Activity:
Please transcribe the data that follows, keeping every line exact.

Stored items:
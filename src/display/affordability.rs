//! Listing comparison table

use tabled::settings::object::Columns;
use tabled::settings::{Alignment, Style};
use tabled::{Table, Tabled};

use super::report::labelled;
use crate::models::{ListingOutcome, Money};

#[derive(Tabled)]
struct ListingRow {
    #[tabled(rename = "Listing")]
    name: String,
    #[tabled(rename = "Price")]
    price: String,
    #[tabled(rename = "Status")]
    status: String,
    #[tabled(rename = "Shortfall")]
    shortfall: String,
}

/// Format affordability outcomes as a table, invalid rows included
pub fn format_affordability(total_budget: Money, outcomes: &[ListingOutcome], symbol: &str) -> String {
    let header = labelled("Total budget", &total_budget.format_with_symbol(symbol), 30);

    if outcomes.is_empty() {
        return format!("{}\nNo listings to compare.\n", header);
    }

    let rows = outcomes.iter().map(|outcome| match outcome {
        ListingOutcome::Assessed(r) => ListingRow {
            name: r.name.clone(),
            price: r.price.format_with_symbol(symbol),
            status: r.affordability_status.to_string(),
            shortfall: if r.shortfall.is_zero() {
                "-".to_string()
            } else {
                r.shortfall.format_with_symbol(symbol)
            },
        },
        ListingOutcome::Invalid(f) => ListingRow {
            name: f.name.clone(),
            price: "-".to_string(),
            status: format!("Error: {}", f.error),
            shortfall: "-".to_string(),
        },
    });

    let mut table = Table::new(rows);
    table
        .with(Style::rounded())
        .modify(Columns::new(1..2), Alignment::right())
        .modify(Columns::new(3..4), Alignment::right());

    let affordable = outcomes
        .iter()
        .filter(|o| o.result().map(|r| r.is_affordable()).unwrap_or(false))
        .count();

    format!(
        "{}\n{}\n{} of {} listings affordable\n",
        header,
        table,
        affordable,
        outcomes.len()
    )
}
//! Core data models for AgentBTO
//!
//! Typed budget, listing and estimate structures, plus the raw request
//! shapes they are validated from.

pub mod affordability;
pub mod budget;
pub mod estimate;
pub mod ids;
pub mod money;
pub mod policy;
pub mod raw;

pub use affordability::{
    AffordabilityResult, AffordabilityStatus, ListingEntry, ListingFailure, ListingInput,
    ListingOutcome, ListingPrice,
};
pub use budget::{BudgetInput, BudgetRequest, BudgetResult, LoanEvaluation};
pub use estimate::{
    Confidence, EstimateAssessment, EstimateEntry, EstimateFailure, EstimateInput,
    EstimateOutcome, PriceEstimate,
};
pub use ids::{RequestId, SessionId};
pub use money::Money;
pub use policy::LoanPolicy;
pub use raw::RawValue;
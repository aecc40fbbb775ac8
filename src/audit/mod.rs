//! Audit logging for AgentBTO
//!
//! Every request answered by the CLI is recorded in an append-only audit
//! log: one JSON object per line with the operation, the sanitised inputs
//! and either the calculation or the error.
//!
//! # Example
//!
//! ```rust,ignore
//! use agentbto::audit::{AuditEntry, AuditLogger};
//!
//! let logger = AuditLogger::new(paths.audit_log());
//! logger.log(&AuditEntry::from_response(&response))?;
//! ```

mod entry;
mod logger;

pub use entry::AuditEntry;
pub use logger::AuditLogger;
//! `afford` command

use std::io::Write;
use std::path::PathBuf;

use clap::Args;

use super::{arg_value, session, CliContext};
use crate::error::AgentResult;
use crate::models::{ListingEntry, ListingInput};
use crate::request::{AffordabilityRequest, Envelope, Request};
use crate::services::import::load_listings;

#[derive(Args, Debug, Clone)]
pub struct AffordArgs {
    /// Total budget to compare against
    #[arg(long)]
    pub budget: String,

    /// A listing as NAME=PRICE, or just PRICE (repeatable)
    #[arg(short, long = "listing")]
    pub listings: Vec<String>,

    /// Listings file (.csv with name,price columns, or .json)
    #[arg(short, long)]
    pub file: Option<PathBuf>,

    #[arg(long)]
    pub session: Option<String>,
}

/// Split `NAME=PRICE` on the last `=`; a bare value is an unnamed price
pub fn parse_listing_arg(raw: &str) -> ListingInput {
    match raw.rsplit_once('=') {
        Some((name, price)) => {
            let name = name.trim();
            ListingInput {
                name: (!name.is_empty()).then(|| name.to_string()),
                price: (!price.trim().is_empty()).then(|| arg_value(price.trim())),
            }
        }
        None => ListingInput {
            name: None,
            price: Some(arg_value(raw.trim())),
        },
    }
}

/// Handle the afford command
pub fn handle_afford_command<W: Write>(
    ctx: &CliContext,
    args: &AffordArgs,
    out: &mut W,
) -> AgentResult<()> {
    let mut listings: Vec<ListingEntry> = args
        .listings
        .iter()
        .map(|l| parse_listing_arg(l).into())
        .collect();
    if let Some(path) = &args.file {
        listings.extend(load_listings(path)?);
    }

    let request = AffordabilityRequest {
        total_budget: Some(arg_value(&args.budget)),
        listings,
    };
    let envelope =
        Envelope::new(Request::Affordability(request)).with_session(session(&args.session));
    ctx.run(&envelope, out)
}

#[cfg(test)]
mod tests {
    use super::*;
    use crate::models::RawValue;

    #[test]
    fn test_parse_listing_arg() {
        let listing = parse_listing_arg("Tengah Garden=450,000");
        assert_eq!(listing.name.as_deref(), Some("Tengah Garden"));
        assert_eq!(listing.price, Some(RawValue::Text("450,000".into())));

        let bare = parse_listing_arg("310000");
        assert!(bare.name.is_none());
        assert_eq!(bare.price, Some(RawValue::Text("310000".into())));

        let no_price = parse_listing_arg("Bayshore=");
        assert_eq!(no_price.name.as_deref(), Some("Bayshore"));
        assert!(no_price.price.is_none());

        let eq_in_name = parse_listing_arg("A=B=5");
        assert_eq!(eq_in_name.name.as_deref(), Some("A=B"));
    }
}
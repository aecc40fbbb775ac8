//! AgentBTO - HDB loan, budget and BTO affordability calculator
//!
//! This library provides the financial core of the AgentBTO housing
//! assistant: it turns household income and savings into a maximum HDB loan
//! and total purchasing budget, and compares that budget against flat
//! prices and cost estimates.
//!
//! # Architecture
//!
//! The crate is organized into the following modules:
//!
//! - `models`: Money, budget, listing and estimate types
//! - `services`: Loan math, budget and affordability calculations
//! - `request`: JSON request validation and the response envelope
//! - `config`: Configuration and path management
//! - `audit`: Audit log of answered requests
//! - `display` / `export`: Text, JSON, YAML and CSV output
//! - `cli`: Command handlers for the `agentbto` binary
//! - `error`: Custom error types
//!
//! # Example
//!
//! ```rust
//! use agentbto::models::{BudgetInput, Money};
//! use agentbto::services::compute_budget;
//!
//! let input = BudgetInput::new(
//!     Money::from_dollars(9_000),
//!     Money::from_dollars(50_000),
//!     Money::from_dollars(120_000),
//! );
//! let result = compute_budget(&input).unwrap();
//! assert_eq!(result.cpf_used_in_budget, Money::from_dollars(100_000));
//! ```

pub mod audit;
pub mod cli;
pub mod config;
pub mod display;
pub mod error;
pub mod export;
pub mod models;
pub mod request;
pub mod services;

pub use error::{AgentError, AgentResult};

Solution below:
filename src/display/affordability.rs
//! Listing comparison table

use tabled::settings::object::Columns;
use tabled::settings::{Alignment, Style};
use tabled::{Table, Tabled};

use super::report::labelled;
use crate::models::{ListingOutcome, Money};

#[derive(Tabled)]
struct ListingRow {
    #[tabled(rename = "Listing")]
    name: String,
    #[tabled(rename = "Price")]
    price: String,
    #[tabled(rename = "Status")]
    status: String,
    #[tabled(rename = "Shortfall")]
    shortfall: String,
}

/// Format affordability outcomes as a table, invalid rows included
pub fn format_affordability(total_budget: Money, outcomes: &[ListingOutcome], symbol: &str) -> String {
    let header = labelled("Total budget", &total_budget.format_with_symbol(symbol), 30);

    if outcomes.is_empty() {
        return format!("{}\nNo listings to compare.\n", header);
    }

    let rows = outcomes.iter().map(|outcome| match outcome {
        ListingOutcome::Assessed(r) => ListingRow {
            name: r.name.clone(),
            price: r.price.format_with_symbol(symbol),
            status: r.affordability_status.to_string(),
            shortfall: if r.shortfall.is_zero() {
                "-".to_string()
            } else {
                r.shortfall.format_with_symbol(symbol)
            },
        },
        ListingOutcome::Invalid(f) => ListingRow {
            name: f.name.clone(),
            price: "-".to_string(),
            status: format!("Error: {}", f.error),
            shortfall: "-".to_string(),
        },
    });

    let mut table = Table::new(rows);
    table
        .with(Style::rounded())
        .modify(Columns::new(1..2), Alignment::right())
        .modify(Columns::new(3..4), Alignment::right());

    let affordable = outcomes
        .iter()
        .filter(|o| o.result().map(|r| r.is_affordable()).unwrap_or(false))
        .count();

    format!(
        "{}\n{}\n{} of {} listings affordable\n",
        header,
        table,
        affordable,
        outcomes.len()
    )
}
//! Core data models for AgentBTO
//!
//! Typed budget, listing and estimate structures, plus the raw request
//! shapes they are validated from.

pub mod affordability;
pub mod budget;
pub mod estimate;
pub mod ids;
pub mod money;
pub mod policy;
pub mod raw;

pub use affordability::{
    AffordabilityResult, AffordabilityStatus, ListingEntry, ListingFailure, ListingInput,
    ListingOutcome, ListingPrice,
};
pub use budget::{BudgetInput, BudgetRequest, BudgetResult, LoanEvaluation};
pub use estimate::{
    Confidence, EstimateAssessment, EstimateEntry, EstimateFailure, EstimateInput,
    EstimateOutcome, PriceEstimate,
};
pub use ids::{RequestId, SessionId};
pub use money::Money;
pub use policy::LoanPolicy;
pub use raw::RawValue;
repository aecc40fbbb775ac8
filename src/audit/mod.rs
//! Audit logging for AgentBTO
//!
//! Every request answered by the CLI is recorded in an append-only audit
//! log: one JSON object per line with the operation, the sanitised inputs
//! and either the calculation or the error.
//!
//! # Example
//!
//! ```rust,ignore
//! use agentbto::audit::{AuditEntry, AuditLogger};
//!
//! let logger = AuditLogger::new(paths.audit_log());
//! logger.log(&AuditEntry::from_response(&response))?;
//! ```

mod entry;
mod logger;

pub use entry::AuditEntry;
pub use logger::AuditLogger;
//! `afford` command

use std::io::Write;
use std::path::PathBuf;

use clap::Args;

use super::{arg_value, session, CliContext};
use crate::error::AgentResult;
use crate::models::{ListingEntry, ListingInput};
use crate::request::{AffordabilityRequest, Envelope, Request};
use crate::services::import::load_listings;

#[derive(Args, Debug, Clone)]
pub struct AffordArgs {
    /// Total budget to compare against
    #[arg(long)]
    pub budget: String,

    /// A listing as NAME=PRICE, or just PRICE (repeatable)
    #[arg(short, long = "listing")]
    pub listings: Vec<String>,

    /// Listings file (.csv with name,price columns, or .json)
    #[arg(short, long)]
    pub file: Option<PathBuf>,

    #[arg(long)]
    pub session: Option<String>,
}

/// Split `NAME=PRICE` on the last `=`; a bare value is an unnamed price
pub fn parse_listing_arg(raw: &str) -> ListingInput {
    match raw.rsplit_once('=') {
        Some((name, price)) => {
            let name = name.trim();
            ListingInput {
                name: (!name.is_empty()).then(|| name.to_string()),
                price: (!price.trim().is_empty()).then(|| arg_value(price.trim())),
            }
        }
        None => ListingInput {
            name: None,
            price: Some(arg_value(raw.trim())),
        },
    }
}

/// Handle the afford command
pub fn handle_afford_command<W: Write>(
    ctx: &CliContext,
    args: &AffordArgs,
    out: &mut W,
) -> AgentResult<()> {
    let mut listings: Vec<ListingEntry> = args
        .listings
        .iter()
        .map(|l| parse_listing_arg(l).into())
        .collect();
    if let Some(path) = &args.file {
        listings.extend(load_listings(path)?);
    }

    let request = AffordabilityRequest {
        total_budget: Some(arg_value(&args.budget)),
        listings,
    };
    let envelope =
        Envelope::new(Request::Affordability(request)).with_session(session(&args.session));
    ctx.run(&envelope, out)
}

#[cfg(test)]
mod tests {
    use super::*;
    use crate::models::RawValue;

    #[test]
    fn test_parse_listing_arg() {
        let listing = parse_listing_arg("Tengah Garden=450,000");
        assert_eq!(listing.name.as_deref(), Some("Tengah Garden"));
        assert_eq!(listing.price, Some(RawValue::Text("450,000".into())));

        let bare = parse_listing_arg("310000");
        assert!(bare.name.is_none());
        assert_eq!(bare.price, Some(RawValue::Text("310000".into())));

        let no_price = parse_listing_arg("Bayshore=");
        assert_eq!(no_price.name.as_deref(), Some("Bayshore"));
        assert!(no_price.price.is_none());

        let eq_in_name = parse_listing_arg("A=B=5");
        assert_eq!(eq_in_name.name.as_deref(), Some("A=B"));
    }
}
repository aecc40fbbb775ac8
//! AgentBTO - HDB loan, budget and BTO affordability calculator
//!
//! This library provides the financial core of the AgentBTO housing
//! assistant: it turns household income and savings into a maximum HDB loan
//! and total purchasing budget, and compares that budget against flat
//! prices and cost estimates.
//!
//! # Architecture
//!
//! The crate is organized into the following modules:
//!
//! - `models`: Money, budget, listing and estimate types
//! - `services`: Loan math, budget and affordability calculations
//! - `request`: JSON request validation and the response envelope
//! - `config`: Configuration and path management
//! - `audit`: Audit log of answered requests
//! - `display` / `export`: Text, JSON, YAML and CSV output
//! - `cli`: Command handlers for the `agentbto` binary
//! - `error`: Custom error types
//!
//! # Example
//!
//! ```rust
//! use agentbto::models::{BudgetInput, Money};
//! use agentbto::services::compute_budget;
//!
//! let input = BudgetInput::new(
//!     Money::from_dollars(9_000),
//!     Money::from_dollars(50_000),
//!     Money::from_dollars(120_000),
//! );
//! let result = compute_budget(&input).unwrap();
//! assert_eq!(result.cpf_used_in_budget, Money::from_dollars(100_000));
//! ```

pub mod audit;
pub mod cli;
pub mod config;
pub mod display;
pub mod error;
pub mod export;
pub mod models;
pub mod request;
pub mod services;

pub use error::{AgentError, AgentResult};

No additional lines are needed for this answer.